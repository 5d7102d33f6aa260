//! Sensor module for device motion capabilities.

pub mod iio;
pub mod reader;
pub mod simulated;
pub mod types;

pub use iio::IioSensorReader;
pub use reader::{create_reader, SensorReader, UnsupportedSensorReader};
pub use simulated::SimulatedSensorReader;
pub use types::{Capability, ReadResult, Reading, SensorError};
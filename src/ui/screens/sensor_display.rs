//! Live sensor display screen.
//!
//! Shows the accelerometer and compass text blocks, the Start and Stop
//! buttons, and a status line describing the last export.

use chrono::{DateTime, Local, Utc};
use egui::{Align, Color32, Layout, RichText, Ui, Vec2};

use crate::recording::recorder::RecordingController;
use crate::recording::types::{ExportError, StopOutcome};
use crate::sensors::types::Capability;
use crate::ui::format::initial_text;
use crate::ui::theme::Theme;
use crate::ui::widgets::ReadingPanel;
use crate::ui::DisplaySurface;

use super::ScreenAction;

/// Status line shown below the controls.
#[derive(Debug, Clone, PartialEq, Eq)]
pub enum StatusMessage {
    /// Informational
    Info(String),
    /// Export succeeded
    Success(String),
    /// Export failed
    Error(String),
}

impl StatusMessage {
    /// Describe the result of a stop.
    pub fn from_stop(result: &Result<StopOutcome, ExportError>) -> Self {
        match result {
            Ok(StopOutcome::Exported {
                started_at,
                summary,
            }) => {
                let mut text = format!(
                    "Saved {} samples to {} and {}",
                    summary.rows,
                    summary.accelerometer_path.display(),
                    summary.compass_path.display()
                );
                if let Some(started) = started_at {
                    text.push_str(&format!(" (session started {})", format_started(started)));
                }
                StatusMessage::Success(text)
            }
            Ok(StopOutcome::NothingToExport) => {
                StatusMessage::Info("No samples recorded".to_string())
            }
            Err(e) => StatusMessage::Error(format!("{}. Press Stop to retry or Discard.", e)),
        }
    }

    /// Message text.
    pub fn text(&self) -> &str {
        match self {
            StatusMessage::Info(text) | StatusMessage::Success(text) | StatusMessage::Error(text) => {
                text
            }
        }
    }

    fn color(&self, theme: Theme) -> Option<Color32> {
        match self {
            StatusMessage::Info(_) => None,
            StatusMessage::Success(_) => Some(theme.success()),
            StatusMessage::Error(_) => Some(theme.error()),
        }
    }
}

fn format_started(started: &DateTime<Utc>) -> String {
    started
        .with_timezone(&Local)
        .format("%Y-%m-%d %H:%M:%S")
        .to_string()
}

/// Sensor display screen state.
pub struct SensorDisplayScreen {
    /// Accelerometer text block
    pub accelerometer_text: String,
    /// Compass text block
    pub compass_text: String,
    /// Last status message
    pub status: Option<StatusMessage>,
}

impl Default for SensorDisplayScreen {
    fn default() -> Self {
        Self {
            accelerometer_text: initial_text(Capability::Accelerometer),
            compass_text: initial_text(Capability::Compass),
            status: None,
        }
    }
}

impl DisplaySurface for SensorDisplayScreen {
    fn set_text(&mut self, capability: Capability, text: String) {
        match capability {
            Capability::Accelerometer => self.accelerometer_text = text,
            Capability::Compass => self.compass_text = text,
        }
    }
}

impl SensorDisplayScreen {
    /// Create a new screen showing the initial placeholder text.
    pub fn new() -> Self {
        Self::default()
    }

    /// Text currently shown for `capability`.
    pub fn text(&self, capability: Capability) -> &str {
        match capability {
            Capability::Accelerometer => &self.accelerometer_text,
            Capability::Compass => &self.compass_text,
        }
    }

    /// Render the screen.
    pub fn show(
        &mut self,
        ui: &mut Ui,
        controller: &RecordingController,
        theme: Theme,
    ) -> Option<ScreenAction> {
        let mut action = None;

        ui.vertical(|ui| {
            self.render_recording_indicator(ui, controller, theme);

            ui.add_space(12.0);

            ui.horizontal_wrapped(|ui| {
                ReadingPanel::new(&self.accelerometer_text, theme.card_fill()).show(ui);
                ui.add_space(12.0);
                ReadingPanel::new(&self.compass_text, theme.card_fill()).show(ui);
            });

            ui.add_space(16.0);

            if let Some(a) = self.render_controls(ui, controller) {
                action = Some(a);
            }

            if let Some(status) = &self.status {
                ui.add_space(8.0);
                let mut text = RichText::new(status.text());
                if let Some(color) = status.color(theme) {
                    text = text.color(color);
                }
                ui.label(text);
            }
        });

        action
    }

    fn render_recording_indicator(
        &self,
        ui: &mut Ui,
        controller: &RecordingController,
        theme: Theme,
    ) {
        ui.horizontal(|ui| {
            if controller.is_recording() {
                ui.label(RichText::new("●").color(theme.recording()));
                ui.label(
                    RichText::new(format!("Recording: {} samples", controller.buffer().len()))
                        .strong(),
                );
            } else {
                ui.label(RichText::new("○").color(theme.muted_text()));
                ui.label(RichText::new("Not recording").weak());
            }
        });
    }

    fn render_controls(
        &self,
        ui: &mut Ui,
        controller: &RecordingController,
    ) -> Option<ScreenAction> {
        let mut action = None;

        ui.with_layout(Layout::left_to_right(Align::Center), |ui| {
            let recording = controller.is_recording();

            if ui
                .add_enabled(
                    !recording,
                    egui::Button::new(RichText::new("Start").size(16.0))
                        .min_size(Vec2::new(120.0, 36.0)),
                )
                .clicked()
            {
                action = Some(ScreenAction::Start);
            }

            // Stop stays enabled while Idle so a failed export can be retried.
            if ui
                .add_enabled(
                    recording || controller.has_unsaved_samples(),
                    egui::Button::new(RichText::new("Stop").size(16.0))
                        .min_size(Vec2::new(120.0, 36.0)),
                )
                .clicked()
            {
                action = Some(ScreenAction::Stop);
            }

            if !recording && controller.has_unsaved_samples() {
                ui.add_space(16.0);
                if ui.button("Discard").clicked() {
                    action = Some(ScreenAction::Discard);
                }
            }
        });

        action
    }
}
━━━━━━━━━━━━━━━━━━━━━━━━━━━━━━
**Task details:** A verbatim copy of the listing is to be returned in full.

**Solution to this task:**
repository 5d7102d33f6aa260
//! Sensor module for device motion capabilities.

pub mod iio;
pub mod reader;
pub mod simulated;
pub mod types;

pub use iio::IioSensorReader;
pub use reader::{create_reader, SensorReader, UnsupportedSensorReader};
pub use simulated::SimulatedSensorReader;
pub use types::{Capability, ReadResult, Reading, SensorError};
filename src/ui/screens/sensor_display.rs
//! Live sensor display screen.
//!
//! Shows the accelerometer and compass text blocks, the Start and Stop
//! buttons, and a status line describing the last export.

use chrono::{DateTime, Local, Utc};
use egui::{Align, Color32, Layout, RichText, Ui, Vec2};

use crate::recording::recorder::RecordingController;
use crate::recording::types::{ExportError, StopOutcome};
use crate::sensors::types::Capability;
use crate::ui::format::initial_text;
use crate::ui::theme::Theme;
use crate::ui::widgets::ReadingPanel;
use crate::ui::DisplaySurface;

use super::ScreenAction;

/// Status line shown below the controls.
#[derive(Debug, Clone, PartialEq, Eq)]
pub enum StatusMessage {
    /// Informational
    Info(String),
    /// Export succeeded
    Success(String),
    /// Export failed
    Error(String),
}

impl StatusMessage {
    /// Describe the result of a stop.
    pub fn from_stop(result: &Result<StopOutcome, ExportError>) -> Self {
        match result {
            Ok(StopOutcome::Exported {
                started_at,
                summary,
            }) => {
                let mut text = format!(
                    "Saved {} samples to {} and {}",
                    summary.rows,
                    summary.accelerometer_path.display(),
                    summary.compass_path.display()
                );
                if let Some(started) = started_at {
                    text.push_str(&format!(" (session started {})", format_started(started)));
                }
                StatusMessage::Success(text)
            }
            Ok(StopOutcome::NothingToExport) => {
                StatusMessage::Info("No samples recorded".to_string())
            }
            Err(e) => StatusMessage::Error(format!("{}. Press Stop to retry or Discard.", e)),
        }
    }

    /// Message text.
    pub fn text(&self) -> &str {
        match self {
            StatusMessage::Info(text) | StatusMessage::Success(text) | StatusMessage::Error(text) => {
                text
            }
        }
    }

    fn color(&self, theme: Theme) -> Option<Color32> {
        match self {
            StatusMessage::Info(_) => None,
            StatusMessage::Success(_) => Some(theme.success()),
            StatusMessage::Error(_) => Some(theme.error()),
        }
    }
}

fn format_started(started: &DateTime<Utc>) -> String {
    started
        .with_timezone(&Local)
        .format("%Y-%m-%d %H:%M:%S")
        .to_string()
}

/// Sensor display screen state.
pub struct SensorDisplayScreen {
    /// Accelerometer text block
    pub accelerometer_text: String,
    /// Compass text block
    pub compass_text: String,
    /// Last status message
    pub status: Option<StatusMessage>,
}

impl Default for SensorDisplayScreen {
    fn default() -> Self {
        Self {
            accelerometer_text: initial_text(Capability::Accelerometer),
            compass_text: initial_text(Capability::Compass),
            status: None,
        }
    }
}

impl DisplaySurface for SensorDisplayScreen {
    fn set_text(&mut self, capability: Capability, text: String) {
        match capability {
            Capability::Accelerometer => self.accelerometer_text = text,
            Capability::Compass => self.compass_text = text,
        }
    }
}

impl SensorDisplayScreen {
    /// Create a new screen showing the initial placeholder text.
    pub fn new() -> Self {
        Self::default()
    }

    /// Text currently shown for `capability`.
    pub fn text(&self, capability: Capability) -> &str {
        match capability {
            Capability::Accelerometer => &self.accelerometer_text,
            Capability::Compass => &self.compass_text,
        }
    }

    /// Render the screen.
    pub fn show(
        &mut self,
        ui: &mut Ui,
        controller: &RecordingController,
        theme: Theme,
    ) -> Option<ScreenAction> {
        let mut action = None;

        ui.vertical(|ui| {
            self.render_recording_indicator(ui, controller, theme);

            ui.add_space(12.0);

            ui.horizontal_wrapped(|ui| {
                ReadingPanel::new(&self.accelerometer_text, theme.card_fill()).show(ui);
                ui.add_space(12.0);
                ReadingPanel::new(&self.compass_text, theme.card_fill()).show(ui);
            });

            ui.add_space(16.0);

            if let Some(a) = self.render_controls(ui, controller) {
                action = Some(a);
            }

            if let Some(status) = &self.status {
                ui.add_space(8.0);
                let mut text = RichText::new(status.text());
                if let Some(color) = status.color(theme) {
                    text = text.color(color);
                }
                ui.label(text);
            }
        });

        action
    }

    fn render_recording_indicator(
        &self,
        ui: &mut Ui,
        controller: &RecordingController,
        theme: Theme,
    ) {
        ui.horizontal(|ui| {
            if controller.is_recording() {
                ui.label(RichText::new("●").color(theme.recording()));
                ui.label(
                    RichText::new(format!("Recording: {} samples", controller.buffer().len()))
                        .strong(),
                );
            } else {
                ui.label(RichText::new("○").color(theme.muted_text()));
                ui.label(RichText::new("Not recording").weak());
            }
        });
    }

    fn render_controls(
        &self,
        ui: &mut Ui,
        controller: &RecordingController,
    ) -> Option<ScreenAction> {
        let mut action = None;

        ui.with_layout(Layout::left_to_right(Align::Center), |ui| {
            let recording = controller.is_recording();

            if ui
                .add_enabled(
                    !recording,
                    egui::Button::new(RichText::new("Start").size(16.0))
                        .min_size(Vec2::new(120.0, 36.0)),
                )
                .clicked()
            {
                action = Some(ScreenAction::Start);
            }

            // Stop stays enabled while Idle so a failed export can be retried.
            if ui
                .add_enabled(
                    recording || controller.has_unsaved_samples(),
                    egui::Button::new(RichText::new("Stop").size(16.0))
                        .min_size(Vec2::new(120.0, 36.0)),
                )
                .clicked()
            {
                action = Some(ScreenAction::Stop);
            }

            if !recording && controller.has_unsaved_samples() {
                ui.add_space(16.0);
                if ui.button("Discard").clicked() {
                    action = Some(ScreenAction::Discard);
                }
            }
        });

        action
    }
}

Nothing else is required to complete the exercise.